This NOVA scienceNOW segment:

  • states that only about 1 in 10,000 people defies the odds and lives to be 100 years old.

  • studies centenarians and people older than 90 who were born at the turn of the 20th century, when life expectancy was 40 years, to learn about the factors involved in longevity.

  • explains that these individuals over 90 more easily overcome, or are resistant to, serious diseases that tend to strike in childhood and middle age.

  • explains that high levels and very large molecules of HDL, or "good" cholesterol, seem important to longevity.

  • reports that centenarians' genes were studied to look for commonalities among individuals and their differences from the general population.

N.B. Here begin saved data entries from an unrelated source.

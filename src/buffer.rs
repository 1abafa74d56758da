//! Grow-only byte accumulator with consume-from-front semantics.
//!
//! Both the receive and send sides of a connection use the same buffer
//! shape: bytes are appended at the back as they arrive (or are queued), and
//! removed from the front as frames are extracted or the socket accepts
//! writes.

use bytes::{Bytes, BytesMut};

/// Byte accumulator backing a connection's receive and send queues.
///
/// Extraction hands out owned [`Bytes`]; callers never hold a live view into
/// the accumulator while it continues to grow.
#[derive(Debug, Default)]
pub struct ByteBuffer {
    inner: BytesMut,
}

impl ByteBuffer {
    /// Create an empty buffer.
    #[must_use]
    pub fn new() -> Self {
        Self {
            inner: BytesMut::new(),
        }
    }

    /// Create an empty buffer with pre-allocated capacity.
    #[must_use]
    pub fn with_capacity(capacity: usize) -> Self {
        Self {
            inner: BytesMut::with_capacity(capacity),
        }
    }

    /// Number of buffered bytes.
    #[must_use]
    #[inline]
    pub fn len(&self) -> usize {
        self.inner.len()
    }

    /// Check whether the buffer holds no bytes.
    #[must_use]
    #[inline]
    pub fn is_empty(&self) -> bool {
        self.inner.is_empty()
    }

    /// View the buffered bytes.
    #[must_use]
    #[inline]
    pub fn as_slice(&self) -> &[u8] {
        &self.inner
    }

    /// Append bytes at the back.
    pub fn push(&mut self, data: &[u8]) {
        self.inner.extend_from_slice(data);
    }

    /// Extract exactly `len` bytes from the front.
    ///
    /// # Panics
    ///
    /// Panics if `len` exceeds the buffered length; callers check
    /// availability first.
    pub fn split_to(&mut self, len: usize) -> Bytes {
        self.inner.split_to(len).freeze()
    }

    /// Extract all buffered bytes, leaving the buffer empty.
    pub fn take_all(&mut self) -> Bytes {
        self.inner.split().freeze()
    }

    /// Discard up to `len` bytes from the front.
    pub fn consume(&mut self, len: usize) {
        let n = len.min(self.inner.len());
        bytes::Buf::advance(&mut self.inner, n);
    }

    /// Discard all buffered bytes.
    pub fn clear(&mut self) {
        self.inner.clear();
    }
}

#[cfg(test)]
mod tests {
    use super::*;

    #[test]
    fn test_push_and_len() {
        let mut buf = ByteBuffer::new();
        assert!(buf.is_empty());
        buf.push(b"hello");
        buf.push(b" world");
        assert_eq!(buf.len(), 11);
        assert_eq!(buf.as_slice(), b"hello world");
    }

    #[test]
    fn test_split_to_removes_front() {
        let mut buf = ByteBuffer::new();
        buf.push(b"abcdef");
        let front = buf.split_to(4);
        assert_eq!(&front[..], b"abcd");
        assert_eq!(buf.as_slice(), b"ef");
    }

    #[test]
    fn test_take_all_empties() {
        let mut buf = ByteBuffer::new();
        buf.push(b"payload");
        let all = buf.take_all();
        assert_eq!(&all[..], b"payload");
        assert!(buf.is_empty());
    }

    #[test]
    fn test_consume_clamps() {
        let mut buf = ByteBuffer::new();
        buf.push(b"abc");
        buf.consume(2);
        assert_eq!(buf.as_slice(), b"c");
        buf.consume(100);
        assert!(buf.is_empty());
    }

    #[test]
    fn test_growth_after_extraction() {
        let mut buf = ByteBuffer::with_capacity(8);
        buf.push(b"12345678");
        let _ = buf.split_to(8);
        buf.push(b"more data after reuse");
        assert_eq!(buf.as_slice(), b"more data after reuse");
    }
}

  • describes experiments in which the food supply of yeast was cut, and the yeast lived about 50 percent to 60 percent longer than it normally would have.

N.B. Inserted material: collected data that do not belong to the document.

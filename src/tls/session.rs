use std::io::{self, Read, Write};
use std::sync::Arc;

use rustls::pki_types::ServerName;
use rustls::{ClientConfig, ClientConnection, ServerConfig, ServerConnection};
use tracing::warn;

use crate::error::{Error, Result};
use crate::tls::TlsRole;

/// Outcome of one handshake step.
#[derive(Debug, Clone, Copy, PartialEq, Eq)]
pub enum HandshakeStatus {
    /// The peer owes us bytes; wait for the next read-readiness event.
    InProgress,
    /// Negotiation finished; the session now carries application data.
    Complete,
    /// Negotiation failed; the connection must be destroyed.
    Failed,
}

/// A TLS session bound to one connection.
///
/// rustls performs all cryptography in user space against our non-blocking
/// socket, so the session both negotiates the handshake and, once ready,
/// translates between plaintext and wire records for the engine's read and
/// write paths.
pub struct TlsSession {
    conn: rustls::Connection,
    ready: bool,
}

impl TlsSession {
    /// Create a server-side session.
    ///
    /// # Errors
    ///
    /// Returns [`Error::Tls`] if the configuration is rejected.
    pub fn server(config: Arc<ServerConfig>) -> Result<Self> {
        let conn = ServerConnection::new(config).map_err(|e| Error::Tls(e.to_string()))?;
        Ok(Self {
            conn: conn.into(),
            ready: false,
        })
    }

    /// Create a client-side session for the given server name.
    ///
    /// # Errors
    ///
    /// Returns [`Error::Tls`] if the server name is invalid or the
    /// configuration is rejected.
    pub fn client(config: Arc<ClientConfig>, server_name: &str) -> Result<Self> {
        let name = ServerName::try_from(server_name.to_string())
            .map_err(|_| Error::Tls(format!("invalid server name: {server_name}")))?;
        let conn = ClientConnection::new(config, name).map_err(|e| Error::Tls(e.to_string()))?;
        Ok(Self {
            conn: conn.into(),
            ready: false,
        })
    }

    /// Negotiation direction of this session.
    #[must_use]
    pub fn role(&self) -> TlsRole {
        match self.conn {
            rustls::Connection::Client(_) => TlsRole::Client,
            rustls::Connection::Server(_) => TlsRole::Server,
        }
    }

    /// Check whether the handshake has completed.
    ///
    /// Stored once on completion, not re-derived.
    #[must_use]
    pub fn is_ready(&self) -> bool {
        self.ready
    }

    /// Check whether encrypted records are waiting to be written out.
    #[must_use]
    pub fn wants_write(&self) -> bool {
        self.conn.wants_write()
    }

    /// Cap the plaintext the session buffers for transmission.
    ///
    /// Aligned with the connection's send buffer limit so backpressure is
    /// not defeated by unbounded buffering inside the record layer.
    pub fn set_buffer_limit(&mut self, limit: Option<usize>) {
        self.conn.set_buffer_limit(limit);
    }

    /// Advance the handshake as far as the socket allows.
    ///
    /// [`HandshakeStatus::InProgress`] means the step consumed everything
    /// available and the caller waits for the next readiness event; there
    /// is no busy looping. On [`HandshakeStatus::Complete`] the ready flag
    /// is set and subsequent reads and writes carry application data.
    pub fn step<S: Read + Write>(&mut self, io: &mut S) -> HandshakeStatus {
        loop {
            while self.conn.wants_write() {
                match self.conn.write_tls(io) {
                    Ok(0) => {
                        warn!("peer closed during handshake");
                        return HandshakeStatus::Failed;
                    }
                    Ok(_) => {}
                    Err(err) if err.kind() == io::ErrorKind::WouldBlock => break,
                    Err(err) if err.kind() == io::ErrorKind::Interrupted => {}
                    Err(err) => {
                        warn!(%err, "handshake write failed");
                        return HandshakeStatus::Failed;
                    }
                }
            }

            if !self.conn.is_handshaking() {
                self.ready = true;
                return HandshakeStatus::Complete;
            }

            match self.conn.read_tls(io) {
                Ok(0) => {
                    warn!("peer closed during handshake");
                    return HandshakeStatus::Failed;
                }
                Ok(_) => {
                    if let Err(err) = self.conn.process_new_packets() {
                        warn!(%err, "handshake negotiation failed");
                        // Best effort: push the pending alert out before
                        // the connection is torn down.
                        while self.conn.wants_write() {
                            if self.conn.write_tls(io).is_err() {
                                break;
                            }
                        }
                        return HandshakeStatus::Failed;
                    }
                }
                Err(err) if err.kind() == io::ErrorKind::WouldBlock => {
                    return HandshakeStatus::InProgress;
                }
                Err(err) if err.kind() == io::ErrorKind::Interrupted => {}
                Err(err) => {
                    warn!(%err, "handshake read failed");
                    return HandshakeStatus::Failed;
                }
            }
        }
    }

    /// Read decrypted plaintext into `buf`.
    ///
    /// Pulls one batch of records off the socket when available, then
    /// drains buffered plaintext. `Ok(0)` means the peer closed;
    /// `WouldBlock` means nothing is available yet.
    pub fn read<S: Read>(&mut self, io: &mut S, buf: &mut [u8]) -> io::Result<usize> {
        match self.conn.read_tls(io) {
            Ok(0) => return Ok(0),
            Ok(_) => {
                self.conn
                    .process_new_packets()
                    .map_err(|e| io::Error::new(io::ErrorKind::InvalidData, e.to_string()))?;
            }
            Err(err) if err.kind() == io::ErrorKind::WouldBlock => {}
            Err(err) => return Err(err),
        }
        self.conn.reader().read(buf)
    }

    /// Encrypt `data` and write as much as the socket accepts.
    ///
    /// Plaintext the record layer accepts counts as written even when some
    /// ciphertext remains queued inside the session; the caller checks
    /// [`wants_write`](Self::wants_write) and keeps write interest
    /// registered until the backlog flushes.
    pub fn write<S: Write>(&mut self, io: &mut S, data: &[u8]) -> io::Result<usize> {
        let n = self.conn.writer().write(data)?;
        match self.flush(io) {
            Ok(()) => {}
            Err(err) if err.kind() == io::ErrorKind::WouldBlock => {}
            Err(err) => return Err(err),
        }
        Ok(n)
    }

    /// Push queued ciphertext to the socket.
    ///
    /// # Errors
    ///
    /// `WouldBlock` when the socket stops accepting; the backlog stays
    /// queued in the session.
    pub fn flush<S: Write>(&mut self, io: &mut S) -> io::Result<()> {
        while self.conn.wants_write() {
            match self.conn.write_tls(io) {
                Ok(0) => {
                    return Err(io::Error::new(
                        io::ErrorKind::WriteZero,
                        "socket closed while flushing records",
                    ));
                }
                Ok(_) => {}
                Err(err) if err.kind() == io::ErrorKind::Interrupted => {}
                Err(err) => return Err(err),
            }
        }
        Ok(())
    }
}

  • relates yeast experiments involving a mutation, in one of a family of genes known as sirtuins, that boosts a DNA repair mechanism, causing the yeast to live about 50 percent longer than yeast that has the gene without the mutation.

  • presents experiments, using the roundworm C. elegans, in which a gene named Daph 2 was damaged, causing the roundworm's insulin level to decrease and its life span to increase.

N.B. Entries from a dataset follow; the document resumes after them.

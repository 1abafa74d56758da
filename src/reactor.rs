//! Bundled single-threaded event loop.
//!
//! A thin mio `Poll` wrapper implementing the [`EventLoop`] boundary. One
//! reactor drives all connections of a worker: it polls for readiness,
//! dispatches to the owning connection, runs deferred jobs, and applies
//! interest changes between dispatch rounds (connections request interest
//! changes from inside their own callbacks, when their sockets cannot be
//! re-registered on the spot).
//!
//! The engine itself has no dependency on this module; any loop
//! implementing [`EventLoop`] can drive it.

use std::cell::{Cell, RefCell};
use std::collections::{HashMap, VecDeque};
use std::io::{self, Read, Write};
use std::net::SocketAddr;
use std::rc::Rc;
use std::time::Duration;

use mio::event::Source;
use mio::net::{TcpListener, TcpStream};
use mio::{Events, Interest as MioInterest, Poll, Token};
use tracing::{trace, warn};

use crate::event::{ConnectionId, EventLoop, Interest};
use crate::registry::ConnectionRegistry;

/// Token reserved for the listening socket; never allocated to connections.
const ACCEPT_TOKEN: Token = Token(usize::MAX);

type AcceptCallback = Box<dyn FnMut(TcpStream, SocketAddr)>;

struct Acceptor {
    listener: TcpListener,
    on_accept: AcceptCallback,
}

#[derive(Debug, Default, Clone, Copy)]
struct InterestEntry {
    readable: bool,
    writable: bool,
    registered: bool,
}

impl InterestEntry {
    fn desired(&self) -> Option<MioInterest> {
        match (self.readable, self.writable) {
            (true, true) => Some(MioInterest::READABLE | MioInterest::WRITABLE),
            (true, false) => Some(MioInterest::READABLE),
            (false, true) => Some(MioInterest::WRITABLE),
            (false, false) => None,
        }
    }
}

enum InterestOp {
    Add(ConnectionId, Interest),
    Remove(ConnectionId, Interest),
}

/// mio-backed reactor driving the connections of one worker.
pub struct Reactor<S: Source> {
    poll: RefCell<Poll>,
    registry: Rc<ConnectionRegistry<S>>,
    interest: RefCell<HashMap<ConnectionId, InterestEntry>>,
    pending: RefCell<Vec<InterestOp>>,
    jobs: RefCell<VecDeque<Box<dyn FnOnce()>>>,
    exit_code: Cell<Option<i32>>,
    acceptor: RefCell<Option<Acceptor>>,
}

impl<S: Source + Read + Write> Reactor<S> {
    /// Create a reactor over the given registry.
    ///
    /// # Errors
    ///
    /// Returns the underlying error if the OS poller cannot be created.
    pub fn new(registry: Rc<ConnectionRegistry<S>>) -> io::Result<Rc<Self>> {
        Ok(Rc::new(Self {
            poll: RefCell::new(Poll::new()?),
            registry,
            interest: RefCell::new(HashMap::new()),
            pending: RefCell::new(Vec::new()),
            jobs: RefCell::new(VecDeque::new()),
            exit_code: Cell::new(None),
            acceptor: RefCell::new(None),
        }))
    }

    /// The registry this reactor dispatches into.
    #[must_use]
    pub fn registry(&self) -> &Rc<ConnectionRegistry<S>> {
        &self.registry
    }

    /// Attach a listening socket.
    ///
    /// `on_accept` runs once per accepted socket and typically wraps it via
    /// [`Connection::accepted`](crate::connection::Connection::accepted).
    ///
    /// # Errors
    ///
    /// Returns the underlying error if the listener cannot be registered.
    pub fn listen(
        &self,
        mut listener: TcpListener,
        on_accept: impl FnMut(TcpStream, SocketAddr) + 'static,
    ) -> io::Result<()> {
        self.poll
            .borrow()
            .registry()
            .register(&mut listener, ACCEPT_TOKEN, MioInterest::READABLE)?;
        *self.acceptor.borrow_mut() = Some(Acceptor {
            listener,
            on_accept: Box::new(on_accept),
        });
        Ok(())
    }

    /// Request a clean exit with code 0.
    pub fn shutdown(&self) {
        self.terminate(0);
    }

    /// Run until termination is requested.
    ///
    /// Returns the exit code passed to [`EventLoop::terminate`].
    ///
    /// # Errors
    ///
    /// Returns the underlying error if polling fails.
    pub fn run(&self) -> io::Result<i32> {
        let mut events = Events::with_capacity(1024);
        loop {
            self.run_jobs();
            self.apply_interest_ops();
            if let Some(code) = self.exit_code.get() {
                return Ok(code);
            }

            match self.poll.borrow_mut().poll(&mut events, None) {
                Ok(()) => {}
                Err(err) if err.kind() == io::ErrorKind::Interrupted => continue,
                Err(err) => return Err(err),
            }

            for event in events.iter() {
                let token = event.token();
                if token == ACCEPT_TOKEN {
                    self.accept_ready();
                    continue;
                }
                let id = token.0;
                if event.is_readable() || event.is_read_closed() {
                    self.dispatch_readable(id);
                }
                if event.is_writable() || event.is_write_closed() {
                    self.dispatch_writable(id);
                }
            }
            self.run_jobs();
        }
    }

    /// Drive one poll round with a timeout, for callers embedding the
    /// reactor in their own loop. Returns the exit code once termination
    /// has been requested.
    ///
    /// # Errors
    ///
    /// Returns the underlying error if polling fails.
    pub fn run_once(&self, timeout: Option<Duration>) -> io::Result<Option<i32>> {
        self.run_jobs();
        self.apply_interest_ops();
        if let Some(code) = self.exit_code.get() {
            return Ok(Some(code));
        }

        let mut events = Events::with_capacity(256);
        match self.poll.borrow_mut().poll(&mut events, timeout) {
            Ok(()) => {}
            Err(err) if err.kind() == io::ErrorKind::Interrupted => return Ok(None),
            Err(err) => return Err(err),
        }
        for event in events.iter() {
            let token = event.token();
            if token == ACCEPT_TOKEN {
                self.accept_ready();
                continue;
            }
            let id = token.0;
            if event.is_readable() || event.is_read_closed() {
                self.dispatch_readable(id);
            }
            if event.is_writable() || event.is_write_closed() {
                self.dispatch_writable(id);
            }
        }
        self.run_jobs();
        Ok(self.exit_code.get())
    }

    fn dispatch_readable(&self, id: ConnectionId) {
        // A missing or busy entry means the connection died earlier in
        // this round; stale readiness is a no-op.
        let Some(conn) = self.registry.get(id) else {
            return;
        };
        if let Ok(mut conn) = conn.try_borrow_mut() {
            conn.handle_readable();
        }
    }

    fn dispatch_writable(&self, id: ConnectionId) {
        let Some(conn) = self.registry.get(id) else {
            return;
        };
        if let Ok(mut conn) = conn.try_borrow_mut() {
            conn.handle_writable();
        }
    }

    fn accept_ready(&self) {
        let mut guard = self.acceptor.borrow_mut();
        let Some(acceptor) = guard.as_mut() else {
            return;
        };
        loop {
            match acceptor.listener.accept() {
                Ok((stream, addr)) => {
                    trace!(%addr, "accepted");
                    (acceptor.on_accept)(stream, addr);
                }
                Err(err) if err.kind() == io::ErrorKind::WouldBlock => return,
                Err(err) if err.kind() == io::ErrorKind::Interrupted => {}
                Err(err) => {
                    warn!(%err, "accept failed");
                    return;
                }
            }
        }
    }

    fn run_jobs(&self) {
        loop {
            let job = self.jobs.borrow_mut().pop_front();
            match job {
                Some(job) => job(),
                None => break,
            }
        }
    }

    fn apply_interest_ops(&self) {
        let ops = std::mem::take(&mut *self.pending.borrow_mut());
        for op in ops {
            let (id, kind, on) = match op {
                InterestOp::Add(id, kind) => (id, kind, true),
                InterestOp::Remove(id, kind) => (id, kind, false),
            };

            let (desired, was_registered) = {
                let mut map = self.interest.borrow_mut();
                let entry = map.entry(id).or_default();
                match kind {
                    Interest::Readable => entry.readable = on,
                    Interest::Writable => entry.writable = on,
                }
                let desired = entry.desired();
                let was_registered = entry.registered;
                entry.registered = desired.is_some();
                if desired.is_none() {
                    map.remove(&id);
                }
                (desired, was_registered)
            };

            let Some(conn) = self.registry.get(id) else {
                // Connection already torn down; closing the socket removed
                // it from the poller.
                self.interest.borrow_mut().remove(&id);
                continue;
            };
            let Ok(mut conn) = conn.try_borrow_mut() else {
                continue;
            };
            let Some(sock) = conn.socket_mut() else {
                continue;
            };

            let poll = self.poll.borrow();
            let result = match (desired, was_registered) {
                (Some(interests), true) => poll.registry().reregister(sock, Token(id), interests),
                (Some(interests), false) => poll.registry().register(sock, Token(id), interests),
                (None, true) => poll.registry().deregister(sock),
                (None, false) => Ok(()),
            };
            if let Err(err) = result {
                warn!(id, %err, "interest update failed");
            }
        }
    }
}

impl<S: Source + Read + Write> EventLoop for Reactor<S> {
    fn add_interest(&self, id: ConnectionId, interest: Interest) {
        self.pending.borrow_mut().push(InterestOp::Add(id, interest));
    }

    fn remove_interest(&self, id: ConnectionId, interest: Interest) {
        self.pending
            .borrow_mut()
            .push(InterestOp::Remove(id, interest));
    }

    fn defer(&self, job: Box<dyn FnOnce()>) {
        self.jobs.borrow_mut().push_back(job);
    }

    fn terminate(&self, code: i32) {
        if self.exit_code.get().is_none() {
            self.exit_code.set(Some(code));
        }
    }
}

  • points out that human longevity may be related to having genetic mutations that trigger an increase in DNA repair.

  • reports that red wine contains a chemical, resveratrol, that seems to stimulate the sirtuin genes and may foster human longevity.

  • states that having different variants of longevity genes may make some people resistant to age-related diseases.

Taping Rights: Can be used up to one year after the program is taped off the air.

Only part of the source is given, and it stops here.